For this series, Thorneycroft deliberately picked a small format, 7 x 5”, as if she feared that giving more room to her subject matter would help squalor spread beyond the page. Her choice of medium – graphite on paper – is equally conscious. Unlike photography, stop-motion animation or installations, all of which are part of her artistic toolkit, drawing is a much more immediate means of expression. There are no sets to build, no figurines to mould, no intermediate steps of any kind. The connection between thought and paper is direct and unmediated, almost primal.

Despite the gravity of the theme, it would be a mistake to dismiss the series as pessimistic – it is not. Thorneycroft is a shrewd observer and she knows that nihilism is a dead-end. Her aim is altogether different: invite viewers to reflect on the individual and collective responsibility we bear for the state of the planet. Her work is a call to arms, an urgent – and mindful – plea to change course before it is too late.

By comparison, her coloured drawings are pure and unvarnished expressions of her unconscious, each a window into her tortuous inner world. Figures of ambiguous sexuality mingle with giant bunnies, clowns and other eccentric souls. Tails, tubes and tongues, some threatening, others beckoning, are recurring and enigmatic motifs. Each scene is a carnival of bright and vivid hues that defies straightforward explanation or categorization.

In these works, Thorneycroft appeals to our voyeuristic instincts. She parades the weirdest of creatures, deformed and reconstructed bodies that are neither beasts nor human beings. She surrounds them with incongruous but beguiling details: a Christian cross on the back of a cat, a penis protruding from a floating container, a set of antlers growing out of a boy’s head. We do not know what any of it means, but this visual stream of consciousness somehow latches onto some of our deepest fears and passions. We look for sense and meaning, but find only questions and doubt. No wonder we can’t stop looking.

This is classic Thorneycroft, tugging at our curiosity, dangling beauty and wonder the better to lure us in. “Come into my world”, her images seem to say, “make yourself comfortable and look around”. The invitation is enticing, so we jump in. Only when it is too late do we realize it was a trick.

Take Dead Wood for instance. Never was fire this mesmerizing, its halo entrancing, almost hypnotizing. We want to raise our hand, touch the burning blaze, feel its warmth. We proceed to do so, but then the thought strikes: behind the aesthetic appeal of this wonderful image lies a grim reality, that of an entire ecosystem being turned into ashes.

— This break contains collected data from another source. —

//! Configuration loading

use std::fs;
use std::path::{Path, PathBuf};

use crate::domain::value_objects::EtagStrategy;
use crate::error::{ResPackError, ResPackResult};

use super::types::Config;
use super::ConfigWarning;

/// File name looked up in the project directory
pub const PROJECT_CONFIG_FILE: &str = "respack.toml";

/// Load configuration and collect non-fatal warnings (e.g. unknown keys).
///
/// A relative `source.root` is anchored at the file's directory.
pub fn load_with_warnings(path: &Path) -> ResPackResult<(Config, Vec<ConfigWarning>)> {
    let content = fs::read_to_string(path)?;

    let mut unknown_paths: Vec<String> = Vec::new();
    let deserializer = toml::de::Deserializer::new(&content);

    let config: Config = serde_ignored::deserialize(deserializer, |p| {
        unknown_paths.push(p.to_string());
    })
    .map_err(|e| ResPackError::Config {
        file: path.to_path_buf(),
        message: e.to_string(),
    })?;
    config.validate(path)?;

    let warnings = unknown_paths
        .into_iter()
        .map(|path_str| {
            let key = path_str
                .split('.')
                .next_back()
                .unwrap_or(path_str.as_str())
                .to_string();
            ConfigWarning {
                key: key.clone(),
                file: path.to_path_buf(),
                line: find_line_number(&content, &key),
                suggestion: suggest_key(&key),
            }
        })
        .collect();

    let base = path.parent().unwrap_or_else(|| Path::new("."));
    Ok((config.relative_to(base), warnings))
}

/// Load from project config, user config, or defaults
pub fn load_or_default(project_root: Option<&Path>) -> Config {
    let candidates = project_root
        .map(|root| root.join(PROJECT_CONFIG_FILE))
        .into_iter()
        .chain(user_config_path());

    for path in candidates {
        if !path.exists() {
            continue;
        }
        match Config::load(&path) {
            Ok(config) => return with_env_overrides(config),
            Err(e) => tracing::warn!(file = %path.display(), error = %e, "ignoring config file"),
        }
    }

    with_env_overrides(Config::default())
}

/// `<config dir>/respack/config.toml`
pub fn user_config_path() -> Option<PathBuf> {
    dirs::config_dir().map(|dir| dir.join("respack").join("config.toml"))
}

/// Apply environment variable overrides (RESPACK_* prefix)
pub fn with_env_overrides(mut config: Config) -> Config {
    // RESPACK_ROOT
    if let Ok(root) = std::env::var("RESPACK_ROOT") {
        if !root.is_empty() {
            config.source.root = PathBuf::from(root);
        }
    }

    // RESPACK_WATCH
    if let Ok(val) = std::env::var("RESPACK_WATCH") {
        config.source.watch = val.to_lowercase() != "false" && val != "0";
    }

    // RESPACK_ETAG
    if let Ok(val) = std::env::var("RESPACK_ETAG") {
        match val.parse::<EtagStrategy>() {
            Ok(strategy) => config.cache.etag = strategy,
            Err(e) => tracing::warn!(error = %e, "ignoring RESPACK_ETAG"),
        }
    }

    // RESPACK_ROUTE
    if let Ok(pattern) = std::env::var("RESPACK_ROUTE") {
        if !pattern.is_empty() {
            config.routing.pattern = Some(pattern);
        }
    }

    config
}

/// Line of the first `key = ...` assignment (or `[key]` table header)
pub(crate) fn find_line_number(content: &str, key: &str) -> Option<usize> {
    content
        .lines()
        .position(|line| {
            let line = line.trim_start();
            let assigned = line
                .split_once('=')
                .is_some_and(|(lhs, _)| lhs.trim().trim_matches('"') == key);
            let header = line.starts_with('[')
                && line
                    .trim_matches(|c| c == '[' || c == ']')
                    .rsplit('.')
                    .next()
                    == Some(key);
            assigned || header
        })
        .map(|i| i + 1)
}

pub(crate) fn suggest_key(unknown: &str) -> Option<String> {
    const CANDIDATES: &[&str] = &[
        "source",
        "root",
        "watch",
        "cache",
        "etag",
        "verify_on_read",
        "max_age_days",
        "compression",
        "routing",
        "pattern",
        "minify",
        "script",
        "stylesheet",
        "package",
        "key",
        "kind",
        "sources",
    ];

    CANDIDATES
        .iter()
        .map(|candidate| (*candidate, levenshtein(unknown, candidate)))
        .filter(|(_, dist)| *dist <= 2)
        .min_by_key(|(_, dist)| *dist)
        .map(|(candidate, _)| candidate.to_string())
}

/// Edit distance over bytes; keys are ASCII
fn levenshtein(a: &str, b: &str) -> usize {
    let b = b.as_bytes();
    let mut row: Vec<usize> = (0..=b.len()).collect();

    for (i, &ac) in a.as_bytes().iter().enumerate() {
        let mut diagonal = row[0];
        row[0] = i + 1;
        for (j, &bc) in b.iter().enumerate() {
            let above = row[j + 1];
            row[j + 1] = (above + 1)
                .min(row[j] + 1)
                .min(diagonal + usize::from(ac != bc));
            diagonal = above;
        }
    }

    row[b.len()]
}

We step back, but keep looking, horrified, pondering the implications. Somewhere in our imagination, Thorneycroft briefly comes into view, smiling, eyes aglow. Her gaze shifts downward and briefly settles on our hand, but an instant later, she is gone. All we are left with is the pulsating heat of a burning matchstick searing the tender skin between our collective index and thumb.

Martin Laflamme is a career diplomat and a writer on the arts, history and culture. The views presented here are his own.

24 Drawings of Heartache

Diana Thorneycroft is an award winning artist who received a Bachelor of Fine Arts from the University of Manitoba and a Master of Fine Arts University of Wisconsin. She has received international recognition and her work is included in numerous public collections such as the National Gallery of Canada, the Vancouver Art Gallery, and the Winnipeg Art Gallery. This is Thorneycroft’s first solo exhibition at Madrona Gallery.